Global shocks, economic growth and financial crises: 120 years of New Zealand experience
NBER Working Paper No. 16027
We identify the timing of currency, banking crises and sudden stops in New Zealand from 1880 to 2008, and consider the extent to which empirical models can explain New Zealand’s crisis history. We find that the cross country evidence on the determinants of crises fits New Zealand experience reasonably well. A number of the risk factors that correlate with crises internationally–such as domestic imbalances, external debt, and currency mismatches–were elevated for New Zealand when the country had more frequent crises and have improved in the recent (more stable) period.
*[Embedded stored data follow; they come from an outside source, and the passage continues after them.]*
use chrono::{DateTime, NaiveDateTime, Utc};
use diesel::prelude::*;
use serde::{Deserialize, Serialize};
use uuid::Uuid;

/// Represents a guest on record
#[derive(Queryable, Selectable, Insertable, Debug, Clone, PartialEq, Serialize, Deserialize)]
#[diesel(table_name = crate::schema::customers)]
#[diesel(check_for_backend(diesel::sqlite::Sqlite))]
pub struct Customer {
    /// Unique identifier for the customer (UUID v4 as string)
    id: String,

    /// Full name
    name: String,

    phone: Option<String>,

    email: Option<String>,

    address: Option<String>,

    /// When the customer record was created
    created_at: NaiveDateTime,
}

impl Customer {
    pub fn new(name: String, phone: Option<String>, email: Option<String>, address: Option<String>) -> Self {
        Self {
            id: Uuid::new_v4().to_string(),
            name,
            phone,
            email,
            address,
            created_at: Utc::now().naive_utc(),
        }
    }

    pub fn get_id(&self) -> String {
        self.id.clone()
    }

    pub fn get_name(&self) -> String {
        self.name.clone()
    }

    pub fn get_phone(&self) -> Option<String> {
        self.phone.clone()
    }

    pub fn get_email(&self) -> Option<String> {
        self.email.clone()
    }

    pub fn get_address(&self) -> Option<String> {
        self.address.clone()
    }

    pub fn get_created_at(&self) -> DateTime<Utc> {
        DateTime::from_naive_utc_and_offset(self.created_at, Utc)
    }
}
use super::*;
use proptest::prelude::*;

fn arb_date() -> impl Strategy<Value = NaiveDate> {
    (0i64..400).prop_map(|offset| {
        NaiveDate::from_ymd_opt(2025, 1, 1).unwrap() + Days::new(offset as u64)
    })
}

fn arb_stay() -> impl Strategy<Value = (NaiveDate, NaiveDate)> {
    (arb_date(), 1u64..30).prop_map(|(check_in, nights)| (check_in, check_in + Days::new(nights)))
}

proptest! {
    #[test]
    fn tally_covers_every_day_once(from in arb_date(), span in 0u64..60, stays in prop::collection::vec(arb_stay(), 0..10)) {
        let to = from + Days::new(span);
        let days = tally_occupancy(&stays, from, to, 10);

        prop_assert_eq!(days.len() as u64, span + 1);
        prop_assert_eq!(days.first().map(|d| d.date), Some(from));
        prop_assert_eq!(days.last().map(|d| d.date), Some(to));
    }

    #[test]
    fn booked_plus_available_is_total_when_capacity_suffices(from in arb_date(), span in 0u64..60, stays in prop::collection::vec(arb_stay(), 0..10)) {
        let to = from + Days::new(span);
        let total = stays.len() as i64; // Can never be exceeded
        let days = tally_occupancy(&stays, from, to, total);

        for day in days {
            prop_assert!(day.booked <= total);
            prop_assert_eq!(day.booked + day.available, total);
        }
    }

    #[test]
    fn booked_matches_stays_covering_the_day(from in arb_date(), stays in prop::collection::vec(arb_stay(), 0..10)) {
        let days = tally_occupancy(&stays, from, from, 100);

        let expected = stays.iter().filter(|(ci, co)| *ci <= from && from < *co).count() as i64;
        prop_assert_eq!(days[0].booked, expected);
    }

    #[test]
    fn available_is_never_negative(from in arb_date(), span in 0u64..30, stays in prop::collection::vec(arb_stay(), 0..20), total in 0i64..5) {
        let to = from + Days::new(span);
        for day in tally_occupancy(&stays, from, to, total) {
            prop_assert!(day.available >= 0);
        }
    }
}
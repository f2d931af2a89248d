/// Integration tests for rooms, availability, and the booking lifecycle
///
/// This file covers:
/// - Room creation and availability search over date ranges
/// - Booking creation with conflict detection
/// - Check-in and cancellation transitions

use axum::http::StatusCode;
use serde_json::json;

mod common;
use common::*;

#[tokio::test]
async fn test_room_availability_over_date_range() {
    let (_pool, mut app) = create_test_app().await;
    let token = login(&mut app, "admin", "admin").await;

    let r1 = create_room(&mut app, &token, "101", 12_000).await;
    let _r2 = create_room(&mut app, &token, "102", 12_000).await;
    let customer = create_customer(&mut app, &token, "Guest").await;

    create_booking(&mut app, &token, &customer, &r1, "2025-06-10", "2025-06-15").await;

    // Overlapping range: only 102 remains
    let (status, free) = send(
        &mut app,
        authed_get("/rooms/available?check_in=2025-06-12&check_out=2025-06-14", &token),
    )
    .await;
    assert_eq!(status, StatusCode::OK);
    assert_eq!(free.as_array().unwrap().len(), 1);
    assert_eq!(free[0]["number"], "102");

    // Back-to-back range starting on departure day: both free
    let (status, free) = send(
        &mut app,
        authed_get("/rooms/available?check_in=2025-06-15&check_out=2025-06-17", &token),
    )
    .await;
    assert_eq!(status, StatusCode::OK);
    assert_eq!(free.as_array().unwrap().len(), 2);
}

#[tokio::test]
async fn test_double_booking_conflicts() {
    let (_pool, mut app) = create_test_app().await;
    let token = login(&mut app, "admin", "admin").await;

    let room = create_room(&mut app, &token, "101", 12_000).await;
    let customer = create_customer(&mut app, &token, "Guest").await;
    create_booking(&mut app, &token, &customer, &room, "2025-06-10", "2025-06-15").await;

    let (status, error) = send(
        &mut app,
        authed_post(
            "/bookings",
            &token,
            json!({
                "customer_id": customer,
                "rooms": [{ "room_id": room, "check_in": "2025-06-14", "check_out": "2025-06-16" }]
            }),
        ),
    )
    .await;

    assert_eq!(status, StatusCode::CONFLICT);
    assert!(error["error"].as_str().unwrap().contains("already booked"));
}

#[tokio::test]
async fn test_multi_room_booking_is_atomic() {
    let (_pool, mut app) = create_test_app().await;
    let token = login(&mut app, "admin", "admin").await;

    let r1 = create_room(&mut app, &token, "101", 12_000).await;
    let r2 = create_room(&mut app, &token, "102", 9_000).await;
    let customer = create_customer(&mut app, &token, "Guest").await;

    // Take room 102 first
    create_booking(&mut app, &token, &customer, &r2, "2025-06-10", "2025-06-12").await;

    // A two-room request including 102 must fail wholesale
    let (status, _) = send(
        &mut app,
        authed_post(
            "/bookings",
            &token,
            json!({
                "customer_id": customer,
                "rooms": [
                    { "room_id": r1, "check_in": "2025-06-10", "check_out": "2025-06-12" },
                    { "room_id": r2, "check_in": "2025-06-11", "check_out": "2025-06-13" }
                ]
            }),
        ),
    )
    .await;
    assert_eq!(status, StatusCode::CONFLICT);

    // Room 101 was not reserved by the failed request
    let (status, free) = send(
        &mut app,
        authed_get("/rooms/available?check_in=2025-06-10&check_out=2025-06-12", &token),
    )
    .await;
    assert_eq!(status, StatusCode::OK);
    assert_eq!(free.as_array().unwrap().len(), 1);
    assert_eq!(free[0]["number"], "101");
}

#[tokio::test]
async fn test_booking_validation_errors() {
    let (_pool, mut app) = create_test_app().await;
    let token = login(&mut app, "admin", "admin").await;
    let customer = create_customer(&mut app, &token, "Guest").await;
    let room = create_room(&mut app, &token, "101", 12_000).await;

    // Empty room list
    let (status, _) = send(
        &mut app,
        authed_post("/bookings", &token, json!({ "customer_id": customer, "rooms": [] })),
    )
    .await;
    assert_eq!(status, StatusCode::BAD_REQUEST);

    // Reversed dates
    let (status, _) = send(
        &mut app,
        authed_post(
            "/bookings",
            &token,
            json!({
                "customer_id": customer,
                "rooms": [{ "room_id": room, "check_in": "2025-06-15", "check_out": "2025-06-10" }]
            }),
        ),
    )
    .await;
    assert_eq!(status, StatusCode::BAD_REQUEST);

    // Unknown customer
    let (status, _) = send(
        &mut app,
        authed_post(
            "/bookings",
            &token,
            json!({
                "customer_id": "nonexistent",
                "rooms": [{ "room_id": room, "check_in": "2025-06-10", "check_out": "2025-06-12" }]
            }),
        ),
    )
    .await;
    assert_eq!(status, StatusCode::NOT_FOUND);
}

#[tokio::test]
async fn test_check_in_and_cancel_transitions() {
    let (_pool, mut app) = create_test_app().await;
    let token = login(&mut app, "admin", "admin").await;

    let room = create_room(&mut app, &token, "101", 12_000).await;
    let customer = create_customer(&mut app, &token, "Guest").await;
    let booking = create_booking(&mut app, &token, &customer, &room, "2025-06-10", "2025-06-12").await;

    let (status, checked_in) = send(
        &mut app,
        authed_post(&format!("/bookings/{}/check_in", booking), &token, json!({})),
    )
    .await;
    assert_eq!(status, StatusCode::OK);
    assert_eq!(checked_in["status"], "checked_in");

    // Room flipped to occupied
    let (_, room_detail) = send(&mut app, authed_get(&format!("/rooms/{}", room), &token)).await;
    assert_eq!(room_detail["status"], "occupied");

    // Second check-in and cancellation are both conflicts now
    let (status, _) = send(
        &mut app,
        authed_post(&format!("/bookings/{}/check_in", booking), &token, json!({})),
    )
    .await;
    assert_eq!(status, StatusCode::CONFLICT);

    let (status, _) = send(
        &mut app,
        authed_post(&format!("/bookings/{}/cancel", booking), &token, json!({})),
    )
    .await;
    assert_eq!(status, StatusCode::CONFLICT);
}

#[tokio::test]
async fn test_cancelled_booking_frees_the_dates() {
    let (_pool, mut app) = create_test_app().await;
    let token = login(&mut app, "admin", "admin").await;

    let room = create_room(&mut app, &token, "101", 12_000).await;
    let customer = create_customer(&mut app, &token, "Guest").await;
    let booking = create_booking(&mut app, &token, &customer, &room, "2025-06-10", "2025-06-12").await;

    let (status, cancelled) = send(
        &mut app,
        authed_post(&format!("/bookings/{}/cancel", booking), &token, json!({})),
    )
    .await;
    assert_eq!(status, StatusCode::OK);
    assert_eq!(cancelled["status"], "cancelled");

    // The same dates can be booked again
    create_booking(&mut app, &token, &customer, &room, "2025-06-10", "2025-06-12").await;
}

#[tokio::test]
async fn test_booking_detail_includes_line_items() {
    let (_pool, mut app) = create_test_app().await;
    let token = login(&mut app, "admin", "admin").await;

    let room = create_room(&mut app, &token, "101", 12_000).await;
    let customer = create_customer(&mut app, &token, "Guest").await;
    let booking = create_booking(&mut app, &token, &customer, &room, "2025-06-10", "2025-06-13").await;

    let (status, detail) = send(&mut app, authed_get(&format!("/bookings/{}", booking), &token)).await;
    assert_eq!(status, StatusCode::OK);
    assert_eq!(detail["booking"]["status"], "reserved");
    let rooms = detail["rooms"].as_array().unwrap();
    assert_eq!(rooms.len(), 1);
    assert_eq!(rooms[0]["rate_cents"], 12_000); // Defaulted from the room
}

#[tokio::test]
async fn test_list_bookings_status_filter() {
    let (_pool, mut app) = create_test_app().await;
    let token = login(&mut app, "admin", "admin").await;

    let r1 = create_room(&mut app, &token, "101", 12_000).await;
    let r2 = create_room(&mut app, &token, "102", 12_000).await;
    let customer = create_customer(&mut app, &token, "Guest").await;

    let b1 = create_booking(&mut app, &token, &customer, &r1, "2025-06-10", "2025-06-12").await;
    create_booking(&mut app, &token, &customer, &r2, "2025-06-10", "2025-06-12").await;
    send(&mut app, authed_post(&format!("/bookings/{}/check_in", b1), &token, json!({}))).await;

    let (status, reserved) = send(&mut app, authed_get("/bookings?status=reserved", &token)).await;
    assert_eq!(status, StatusCode::OK);
    assert_eq!(reserved.as_array().unwrap().len(), 1);

    let (status, _) = send(&mut app, authed_get("/bookings?status=bogus", &token)).await;
    assert_eq!(status, StatusCode::BAD_REQUEST);
}
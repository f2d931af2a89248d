use chrono::NaiveDate;
use diesel::prelude::*;
use serde::{Deserialize, Serialize};
use uuid::Uuid;

/// A line item of a booking: one room held over a date range at a rate
///
/// Stay dates are calendar dates; the guest occupies the nights from
/// `check_in` (inclusive) to `check_out` (exclusive), so a one-night stay has
/// `check_out = check_in + 1 day`.
#[derive(Queryable, Selectable, Insertable, Debug, Clone, PartialEq, Serialize, Deserialize)]
#[diesel(table_name = crate::schema::booking_rooms)]
#[diesel(check_for_backend(diesel::sqlite::Sqlite))]
pub struct BookingRoom {
    /// Unique identifier for the line item (UUID v4 as string)
    id: String,

    /// The ID of the booking this line item belongs to
    booking_id: String,

    /// The ID of the room being held
    room_id: String,

    /// First night of the stay
    check_in: NaiveDate,

    /// Day of departure (not occupied that night)
    check_out: NaiveDate,

    /// Nightly rate in integer cents
    rate_cents: i64,
}

impl BookingRoom {
    /// Creates a new line item
    ///
    /// Callers are expected to have validated `check_in < check_out`.
    pub fn new(booking_id: String, room_id: String, check_in: NaiveDate, check_out: NaiveDate, rate_cents: i64) -> Self {
        Self {
            id: Uuid::new_v4().to_string(),
            booking_id,
            room_id,
            check_in,
            check_out,
            rate_cents,
        }
    }

    pub fn get_id(&self) -> String {
        self.id.clone()
    }

    pub fn get_booking_id(&self) -> String {
        self.booking_id.clone()
    }

    pub fn get_room_id(&self) -> String {
        self.room_id.clone()
    }

    pub fn get_check_in(&self) -> NaiveDate {
        self.check_in
    }

    pub fn get_check_out(&self) -> NaiveDate {
        self.check_out
    }

    pub fn get_rate_cents(&self) -> i64 {
        self.rate_cents
    }

    /// Number of nights in the stay
    pub fn nights(&self) -> i64 {
        (self.check_out - self.check_in).num_days()
    }

    /// The charge for this line item: nights times the nightly rate
    pub fn total_cents(&self) -> i64 {
        self.nights() * self.rate_cents
    }

    /// Whether this stay overlaps the given date range
    ///
    /// Two half-open ranges `[check_in, check_out)` overlap exactly when each
    /// starts before the other ends.
    pub fn overlaps(&self, check_in: NaiveDate, check_out: NaiveDate) -> bool {
        self.check_in < check_out && self.check_out > check_in
    }

    /// Whether the given day falls within the stay (occupied that night)
    pub fn covers(&self, day: NaiveDate) -> bool {
        self.check_in <= day && day < self.check_out
    }
}
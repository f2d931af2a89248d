use diesel::prelude::*;
use diesel::query_dsl::methods::ExecuteDsl;
use diesel::r2d2::{ConnectionManager, Pool};
use diesel::result::Error as DieselError;
use diesel::sqlite::SqliteConnection;
use std::time::Duration;
use tracing::warn;

pub type DbPool = Pool<ConnectionManager<SqliteConnection>>;

pub fn init_pool(database_url: &str) -> DbPool {
    let manager = ConnectionManager::<SqliteConnection>::new(database_url);
    Pool::builder().build(manager).expect("Failed to create pool.")
}

/// How many times a write is attempted before the busy error is surfaced
const MAX_WRITE_ATTEMPTS: u32 = 5;

/// Retry wrapper for write statements
///
/// SQLite allows a single writer at a time, so concurrent requests can hit
/// "database is locked". Writes go through this helper, which retries with a
/// short backoff before giving up.
pub trait ExecuteWithRetry: ExecuteDsl<SqliteConnection> + RunQueryDsl<SqliteConnection> + Clone {
    async fn execute_with_retry(self, conn: &mut SqliteConnection) -> QueryResult<usize> {
        let mut attempt = 0;
        loop {
            attempt += 1;
            match self.clone().execute(conn) {
                Ok(rows) => return Ok(rows),
                Err(DieselError::DatabaseError(_, ref info))
                    if info.message().contains("database is locked")
                        && attempt < MAX_WRITE_ATTEMPTS =>
                {
                    warn!("Database locked, retrying write (attempt {})", attempt);
                    tokio::time::sleep(Duration::from_millis(20 * attempt as u64)).await;
                }
                Err(e) => return Err(e),
            }
        }
    }
}

impl<T> ExecuteWithRetry for T where T: ExecuteDsl<SqliteConnection> + RunQueryDsl<SqliteConnection> + Clone {}
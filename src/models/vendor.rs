use chrono::{DateTime, NaiveDateTime, Utc};
use diesel::prelude::*;
use serde::{Deserialize, Serialize};
use uuid::Uuid;

/// Represents a supplier the hotel buys from (laundry, produce, upkeep)
#[derive(Queryable, Selectable, Insertable, Debug, Clone, PartialEq, Serialize, Deserialize)]
#[diesel(table_name = crate::schema::vendors)]
#[diesel(check_for_backend(diesel::sqlite::Sqlite))]
pub struct Vendor {
    /// Unique identifier for the vendor (UUID v4 as string)
    id: String,

    /// Business name
    name: String,

    /// Contact person, if known
    contact: Option<String>,

    phone: Option<String>,

    created_at: NaiveDateTime,
}

impl Vendor {
    pub fn new(name: String, contact: Option<String>, phone: Option<String>) -> Self {
        Self {
            id: Uuid::new_v4().to_string(),
            name,
            contact,
            phone,
            created_at: Utc::now().naive_utc(),
        }
    }

    pub fn get_id(&self) -> String {
        self.id.clone()
    }

    pub fn get_name(&self) -> String {
        self.name.clone()
    }

    pub fn get_contact(&self) -> Option<String> {
        self.contact.clone()
    }

    pub fn get_phone(&self) -> Option<String> {
        self.phone.clone()
    }

    pub fn get_created_at(&self) -> DateTime<Utc> {
        DateTime::from_naive_utc_and_offset(self.created_at, Utc)
    }
}
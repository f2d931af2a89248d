/// Integration tests for expenses and reporting
///
/// This file covers:
/// - Expense recording with vendor attribution
/// - The occupancy report over booked and free nights
/// - The revenue summary netting collections against expenses

use axum::http::StatusCode;
use serde_json::json;

mod common;
use common::*;

#[tokio::test]
async fn test_expenses_with_vendor_and_date_filter() {
    let (_pool, mut app) = create_test_app().await;
    let token = login(&mut app, "admin", "admin").await;

    let (status, vendor) = send(
        &mut app,
        authed_post("/vendors", &token, json!({ "name": "City Laundry", "phone": "555-0199" })),
    )
    .await;
    assert_eq!(status, StatusCode::OK);
    let vendor_id = vendor["id"].as_str().unwrap();

    let (status, _) = send(
        &mut app,
        authed_post(
            "/expenses",
            &token,
            json!({ "vendor_id": vendor_id, "category": "laundry", "amount_cents": 4_500, "incurred_on": "2025-06-01" }),
        ),
    )
    .await;
    assert_eq!(status, StatusCode::OK);

    let (status, _) = send(
        &mut app,
        authed_post(
            "/expenses",
            &token,
            json!({ "category": "supplies", "amount_cents": 2_000, "incurred_on": "2025-07-01" }),
        ),
    )
    .await;
    assert_eq!(status, StatusCode::OK);

    let (status, june) = send(
        &mut app,
        authed_get("/expenses?from=2025-06-01&to=2025-06-30", &token),
    )
    .await;
    assert_eq!(status, StatusCode::OK);
    assert_eq!(june.as_array().unwrap().len(), 1);
    assert_eq!(june[0]["category"], "laundry");

    // Unknown vendor is a 404
    let (status, _) = send(
        &mut app,
        authed_post(
            "/expenses",
            &token,
            json!({ "vendor_id": "nonexistent", "category": "laundry", "amount_cents": 100, "incurred_on": "2025-06-01" }),
        ),
    )
    .await;
    assert_eq!(status, StatusCode::NOT_FOUND);
}

#[tokio::test]
async fn test_occupancy_report_counts_booked_nights() {
    let (_pool, mut app) = create_test_app().await;
    let token = login(&mut app, "admin", "admin").await;

    let r1 = create_room(&mut app, &token, "101", 12_000).await;
    let _r2 = create_room(&mut app, &token, "102", 12_000).await;
    let customer = create_customer(&mut app, &token, "Guest").await;
    create_booking(&mut app, &token, &customer, &r1, "2025-06-10", "2025-06-12").await;

    let (status, days) = send(
        &mut app,
        authed_get("/reports/occupancy?from=2025-06-10&to=2025-06-12", &token),
    )
    .await;
    assert_eq!(status, StatusCode::OK);

    let days = days.as_array().unwrap();
    assert_eq!(days.len(), 3);
    assert_eq!(days[0]["booked"], 1); // Jun 10
    assert_eq!(days[0]["available"], 1);
    assert_eq!(days[1]["booked"], 1); // Jun 11
    assert_eq!(days[2]["booked"], 0); // Jun 12 is the departure day
    assert_eq!(days[2]["available"], 2);
}

#[tokio::test]
async fn test_occupancy_never_double_counts_a_rebooked_room() {
    let (_pool, mut app) = create_test_app().await;
    let token = login(&mut app, "admin", "admin").await;

    let room = create_room(&mut app, &token, "101", 12_000).await;
    let customer = create_customer(&mut app, &token, "Guest").await;

    // Check out of a Jun 10-15 stay, then resell the freed dates
    let booking = create_booking(&mut app, &token, &customer, &room, "2025-06-10", "2025-06-15").await;
    send(&mut app, authed_post(&format!("/bookings/{}/check_in", booking), &token, json!({}))).await;
    let (status, _) = send(
        &mut app,
        authed_post(&format!("/bookings/{}/checkout", booking), &token, json!({})),
    )
    .await;
    assert_eq!(status, StatusCode::OK);
    create_booking(&mut app, &token, &customer, &room, "2025-06-12", "2025-06-14").await;

    let (status, days) = send(
        &mut app,
        authed_get("/reports/occupancy?from=2025-06-12&to=2025-06-12", &token),
    )
    .await;
    assert_eq!(status, StatusCode::OK);
    assert_eq!(days[0]["booked"], 1);
    assert_eq!(days[0]["available"], 0);
}

#[tokio::test]
async fn test_revenue_report_nets_collections_against_expenses() {
    let (_pool, mut app) = create_test_app().await;
    let token = login(&mut app, "admin", "admin").await;

    let room = create_room(&mut app, &token, "101", 10_000).await;
    let customer = create_customer(&mut app, &token, "Guest").await;
    let booking = create_booking(&mut app, &token, &customer, &room, "2025-06-10", "2025-06-12").await;

    send(&mut app, authed_post(&format!("/bookings/{}/check_in", booking), &token, json!({}))).await;
    let (status, _) = send(
        &mut app,
        authed_post(&format!("/bookings/{}/checkout", booking), &token, json!({})),
    )
    .await;
    assert_eq!(status, StatusCode::OK);

    send(
        &mut app,
        authed_post(
            &format!("/bookings/{}/payments", booking),
            &token,
            json!({ "amount_cents": 15_000, "method": "card" }),
        ),
    )
    .await;

    let today = chrono::Utc::now().date_naive();
    send(
        &mut app,
        authed_post(
            "/expenses",
            &token,
            json!({ "category": "supplies", "amount_cents": 3_000, "incurred_on": today.to_string() }),
        ),
    )
    .await;

    // Bills and payments land today regardless of the stay dates
    let (status, summary) = send(
        &mut app,
        authed_get(&format!("/reports/revenue?from={}&to={}", today, today), &token),
    )
    .await;
    assert_eq!(status, StatusCode::OK);
    assert_eq!(summary["billed_cents"], 20_000);
    assert_eq!(summary["collected_cents"], 15_000);
    assert_eq!(summary["expense_cents"], 3_000);
    assert_eq!(summary["net_cents"], 12_000);
}

#[tokio::test]
async fn test_report_range_validation() {
    let (_pool, mut app) = create_test_app().await;
    let token = login(&mut app, "admin", "admin").await;

    let (status, _) = send(
        &mut app,
        authed_get("/reports/occupancy?from=2025-06-10&to=2025-06-01", &token),
    )
    .await;
    assert_eq!(status, StatusCode::BAD_REQUEST);

    let (status, _) = send(
        &mut app,
        authed_get("/reports/revenue?from=2020-01-01&to=2025-01-01", &token),
    )
    .await;
    assert_eq!(status, StatusCode::BAD_REQUEST);
}
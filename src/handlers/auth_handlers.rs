use axum::{
    extract::{Request, State},
    middleware::Next,
    response::Response,
    Extension, Json,
};
use std::sync::Arc;
use tracing::{debug, info, instrument, warn};

use crate::db::DbPool;
use crate::dto::{CreateUserDto, CurrentUserDto, LoginDto, LoginResponseDto};
use crate::errors::ApiError;
use crate::models::{User, ROLE_ADMIN, ROLE_STAFF};
use crate::repo;

/// How long a login session stays valid; injected as an extension by
/// `create_app` so handlers stay on the shared pool state
#[derive(Clone, Copy, Debug)]
pub struct SessionTtl(pub chrono::Duration);

/// The authenticated caller, attached to the request by `require_session`
#[derive(Clone, Debug)]
pub struct CurrentUser {
    pub user_id: String,
    pub username: String,
    pub role: String,
    /// The bearer token the request authenticated with
    pub token: String,
}

impl CurrentUser {
    pub fn is_admin(&self) -> bool {
        self.role == ROLE_ADMIN
    }
}

fn bearer_token(request: &Request) -> Option<&str> {
    request
        .headers()
        .get(axum::http::header::AUTHORIZATION)?
        .to_str()
        .ok()?
        .strip_prefix("Bearer ")
}

/// Middleware that requires a valid session token
///
/// Expects an `Authorization: Bearer <token>` header carrying a token issued
/// by the login endpoint. On success the `CurrentUser` is attached to the
/// request for downstream handlers; otherwise the request is rejected with
/// 401 before reaching them.
pub async fn require_session(
    State(pool): State<Arc<DbPool>>,
    mut request: Request,
    next: Next,
) -> Result<Response, ApiError> {
    let Some(token) = bearer_token(&request) else {
        debug!("Missing or malformed Authorization header");
        return Err(ApiError::Unauthorized);
    };
    let token = token.to_string();

    let Some((session, user)) = repo::get_valid_session(&pool, &token).map_err(ApiError::Database)?
    else {
        debug!("Unknown or expired session token");
        return Err(ApiError::Unauthorized);
    };

    request.extensions_mut().insert(CurrentUser {
        user_id: session.get_user_id(),
        username: user.get_username(),
        role: user.get_role(),
        token,
    });

    Ok(next.run(request).await)
}

/// Handler for logging in
///
/// This function handles POST requests to `/auth/login`.
///
/// ### Returns
///
/// A bearer token with its expiry, or 401 when the credentials don't match
#[instrument(skip(pool, payload), fields(username = %payload.username))]
pub async fn login_handler(
    State(pool): State<Arc<DbPool>>,
    Extension(SessionTtl(ttl)): Extension<SessionTtl>,
    Json(payload): Json<LoginDto>,
) -> Result<Json<LoginResponseDto>, ApiError> {
    debug!("Login attempt");

    let Some(user) = repo::verify_login(&pool, &payload.username, &payload.password)
        .map_err(ApiError::Database)?
    else {
        warn!("Failed login attempt for {}", payload.username);
        return Err(ApiError::Unauthorized);
    };

    let session = repo::create_session(&pool, &user.get_id(), ttl)
        .await
        .map_err(ApiError::Database)?;

    info!("User {} logged in", user.get_username());

    Ok(Json(LoginResponseDto {
        token: session.get_id(),
        expires_at: session.get_expires_at(),
        role: user.get_role(),
    }))
}

/// Handler for logging out
///
/// This function handles POST requests to `/auth/logout`. The session that
/// authenticated the request is deleted; the token stops working immediately.
#[instrument(skip(pool, current_user), fields(username = %current_user.username))]
pub async fn logout_handler(
    State(pool): State<Arc<DbPool>>,
    Extension(current_user): Extension<CurrentUser>,
) -> Result<Json<serde_json::Value>, ApiError> {
    repo::delete_session(&pool, &current_user.token)
        .await
        .map_err(ApiError::Database)?;

    info!("User {} logged out", current_user.username);

    Ok(Json(serde_json::json!({ "logged_out": true })))
}

/// Handler for describing the authenticated user
///
/// This function handles GET requests to `/auth/me`.
pub async fn me_handler(
    Extension(current_user): Extension<CurrentUser>,
) -> Json<CurrentUserDto> {
    Json(CurrentUserDto {
        user_id: current_user.user_id,
        username: current_user.username,
        role: current_user.role,
    })
}

/// Handler for creating a user account
///
/// This function handles POST requests to `/users`. Only admins may create
/// accounts.
///
/// ### Returns
///
/// The newly created user as JSON (without the password hash)
#[instrument(skip(pool, payload, current_user), fields(username = %payload.username, role = %payload.role))]
pub async fn create_user_handler(
    State(pool): State<Arc<DbPool>>,
    Extension(current_user): Extension<CurrentUser>,
    Json(payload): Json<CreateUserDto>,
) -> Result<Json<User>, ApiError> {
    if !current_user.is_admin() {
        warn!("Non-admin {} tried to create a user", current_user.username);
        return Err(ApiError::Forbidden);
    }

    if payload.username.trim().is_empty() {
        return Err(ApiError::Validation("Username must not be empty".to_string()));
    }
    if payload.password.is_empty() {
        return Err(ApiError::Validation("Password must not be empty".to_string()));
    }
    if payload.role != ROLE_ADMIN && payload.role != ROLE_STAFF {
        return Err(ApiError::Validation(format!("Unknown role: {}", payload.role)));
    }

    match repo::create_user(&pool, &payload.username, &payload.password, &payload.role).await {
        Ok(user) => {
            info!("Created user {} with role {}", user.get_username(), user.get_role());
            Ok(Json(user))
        }
        Err(e) => {
            if e.to_string().contains("already taken") {
                Err(ApiError::Conflict(e.to_string()))
            } else {
                Err(ApiError::Database(e))
            }
        }
    }
}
However, a time-series analysis of New Zealand growth over 120 years shows that global factors–such as the US growth rate and terms of trade–explain New Zealand growth fairly well, and that crisis dummy variables do not have significant additional explanatory power. This suggests that having sound institutions and policies may help avoid severe domestic crises, but will not be sufficient to avoid the domestic economic impact of the global business cycle.
Document Object Identifier (DOI): 10.3386/w16027
Published: Bordo, Michael & Hargreaves, David & Kida, Mizuho, 2011. "Global shocks, economic growth and financial crises: 120 years of New Zealand experience," Financial History Review, Cambridge University Press, vol. 18(03), pages 331-355, December.